我正在使用 Python Flask 应用程序进行数据聊天。在控制台中,我直接从 OpenAI 获得流式响应,因为我可以使用标志
streaming=True
启用流处理。
问题是,我无法比 API 调用中“转发”流或“显示”流。
处理OpenAI和链的代码是:
def askQuestion(self, collection_id, question):
collection_name = "collection-" + str(collection_id)
self.llm = ChatOpenAI(model_name=self.model_name, temperature=self.temperature, openai_api_key=os.environ.get('OPENAI_API_KEY'), streaming=True, callback_manager=CallbackManager([StreamingStdOutCallbackHandler()]))
self.memory = ConversationBufferMemory(memory_key="chat_history", return_messages=True, output_key='answer')
chroma_Vectorstore = Chroma(collection_name=collection_name, embedding_function=self.embeddingsOpenAi, client=self.chroma_client)
self.chain = ConversationalRetrievalChain.from_llm(self.llm, chroma_Vectorstore.as_retriever(similarity_search_with_score=True),
return_source_documents=True,verbose=VERBOSE,
memory=self.memory)
result = self.chain({"question": question})
res_dict = {
"answer": result["answer"],
}
res_dict["source_documents"] = []
for source in result["source_documents"]:
res_dict["source_documents"].append({
"page_content": source.page_content,
"metadata": source.metadata
})
return res_dict
以及API路由代码:
@app.route("/collection/<int:collection_id>/ask_question", methods=["POST"])
def ask_question(collection_id):
question = request.form["question"]
# response_generator = document_thread.askQuestion(collection_id, question)
# return jsonify(response_generator)
def stream(question):
completion = document_thread.askQuestion(collection_id, question)
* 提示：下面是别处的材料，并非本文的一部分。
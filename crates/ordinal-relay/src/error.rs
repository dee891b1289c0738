use std::time::Duration;

use thiserror::Error;

/// Failure reported by an [`EventSink`](crate::EventSink). Logged, never retried.
#[derive(Debug, Error)]
pub enum PublishError {
    #[error("Sink connection failed: {0}")]
    Connection(String),

    #[error("Event serialization failed: {0}")]
    Serialization(#[from] serde_json::Error),

    #[error("Publish failed: {0}")]
    Publish(String),
}

/// Why an event did not make it onto the queue.
#[derive(Debug, Error, Clone, PartialEq, Eq)]
pub enum RelayError {
    #[error("Relay queue full after waiting {0:?}")]
    QueueFull(Duration),

    #[error("Relay is shut down")]
    Closed,

    #[error("Relay drain did not finish within {0:?}")]
    DrainTimedOut(Duration),
}
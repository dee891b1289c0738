use axum::{
    Json,
    extract::{Query, State, rejection::JsonRejection},
    http::{StatusCode, header},
    response::IntoResponse,
};
use ordinal_api::{
    ApiError, ApiResult, ItemBody, ItemQuery, ListQuery, PrioritiesResponse, RemovedResponse,
    ReprioritizeBody, ScopeQuery,
};
use ordinal_core::{Item, ItemDraft, ItemUpdate};
use ordinal_service::ItemList;
use serde::Serialize;
use serde_json::json;

use crate::server::AppState;

#[derive(Serialize)]
pub struct HealthResponse<'a> {
    status: &'a str,
}

pub async fn healthz() -> impl IntoResponse {
    (StatusCode::OK, Json(HealthResponse { status: "ok" }))
}

pub async fn readyz(State(state): State<AppState>) -> impl IntoResponse {
    let backend = state.service.store().backend_name();
    match state.service.ready().await {
        Ok(()) => (StatusCode::OK, Json(json!({ "status": "ready", "store": backend }))),
        Err(e) => {
            tracing::warn!(error = %e, "readiness check failed");
            (
                StatusCode::SERVICE_UNAVAILABLE,
                Json(json!({ "status": "unavailable", "error": e.to_string() })),
            )
        }
    }
}

pub async fn metrics() -> impl IntoResponse {
    match crate::metrics::render_metrics() {
        Some(body) => (
            StatusCode::OK,
            [(header::CONTENT_TYPE, "text/plain; version=0.0.4")],
            body,
        )
            .into_response(),
        None => StatusCode::NOT_FOUND.into_response(),
    }
}

pub async fn get_item(
    State(state): State<AppState>,
    Query(query): Query<ItemQuery>,
) -> ApiResult<Json<Item>> {
    let item = state.service.get(query.key()?).await?;
    Ok(Json(item))
}

pub async fn create_item(
    State(state): State<AppState>,
    Query(query): Query<ScopeQuery>,
    body: Result<Json<ItemBody>, JsonRejection>,
) -> ApiResult<Json<Item>> {
    let body = json_body(body)?;
    let draft = ItemDraft::new(query.scope()?, body.name, body.description);
    let item = state.service.create(draft).await?;
    Ok(Json(item))
}

/// Returns the stored row, or the request as sent if the follow-up read
/// missed after a successful commit.
pub async fn update_item(
    State(state): State<AppState>,
    Query(query): Query<ItemQuery>,
    body: Result<Json<ItemBody>, JsonRejection>,
) -> ApiResult<axum::response::Response> {
    let body = json_body(body)?;
    let update = ItemUpdate::new(query.key()?, body.name, body.description);
    let response = match state.service.update(update.clone()).await? {
        Some(item) => Json(item).into_response(),
        None => Json(update).into_response(),
    };
    Ok(response)
}

pub async fn remove_item(
    State(state): State<AppState>,
    Query(query): Query<ItemQuery>,
) -> ApiResult<Json<RemovedResponse>> {
    let tombstone = state.service.delete(query.key()?).await?;
    Ok(Json(RemovedResponse::from(&tombstone)))
}

pub async fn reprioritize_item(
    State(state): State<AppState>,
    Query(query): Query<ItemQuery>,
    body: Result<Json<ReprioritizeBody>, JsonRejection>,
) -> ApiResult<Json<PrioritiesResponse>> {
    let key = query.key()?;
    let body = json_body(body)?;
    let priorities = state.service.reprioritize(key, body.new_priority).await?;
    Ok(Json(PrioritiesResponse { priorities }))
}

pub async fn list_items(
    State(state): State<AppState>,
    Query(query): Query<ListQuery>,
) -> ApiResult<Json<ItemList>> {
    let page = state.service.list(query.page()).await?;
    Ok(Json(page))
}

/// Malformed bodies become a JSON 400 instead of the extractor's plain-text rejection.
fn json_body<T>(body: Result<Json<T>, JsonRejection>) -> ApiResult<T> {
    body.map(|Json(value)| value)
        .map_err(|e| ApiError::bad_request(e.body_text()))
}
for line in completion['answer']:
yield line
return app.response_class(stream_with_context(stream(question)))
我正在使用curl测试我的端点,并且我正在将标志
-N
传递给curl,所以如果可能的话,我应该获得可流式响应。
当我首先进行 API 调用时,端点正在等待处理数据(我可以在 VS 代码的终端中看到可流式答案),完成后,我会一次性显示所有内容。
通过使用
threading
和 callback
,我们可以从 Flask API 获得流式响应。
在flask API中,您可以通过langchain的回调创建一个队列来注册令牌。
class StreamingHandler(BaseCallbackHandler):
...
def on_llm_new_token(self, token: str, **kwargs) -> None:
self.queue.put(token)
您可以从烧瓶路线中的同一队列中获得
get
令牌。
from flask import Response, stream_with_context
import threading
@app.route(....):
def stream_output():
q = Queue()
def generate(rq: Queue):
...
# add your logic to prevent while loop
# to run indefinitely
while( ...):
yield rq.get()
callback_fn = StreamingHandler(q)
threading.Thread(target= askQuestion, args=(collection_id, question, callback_fn))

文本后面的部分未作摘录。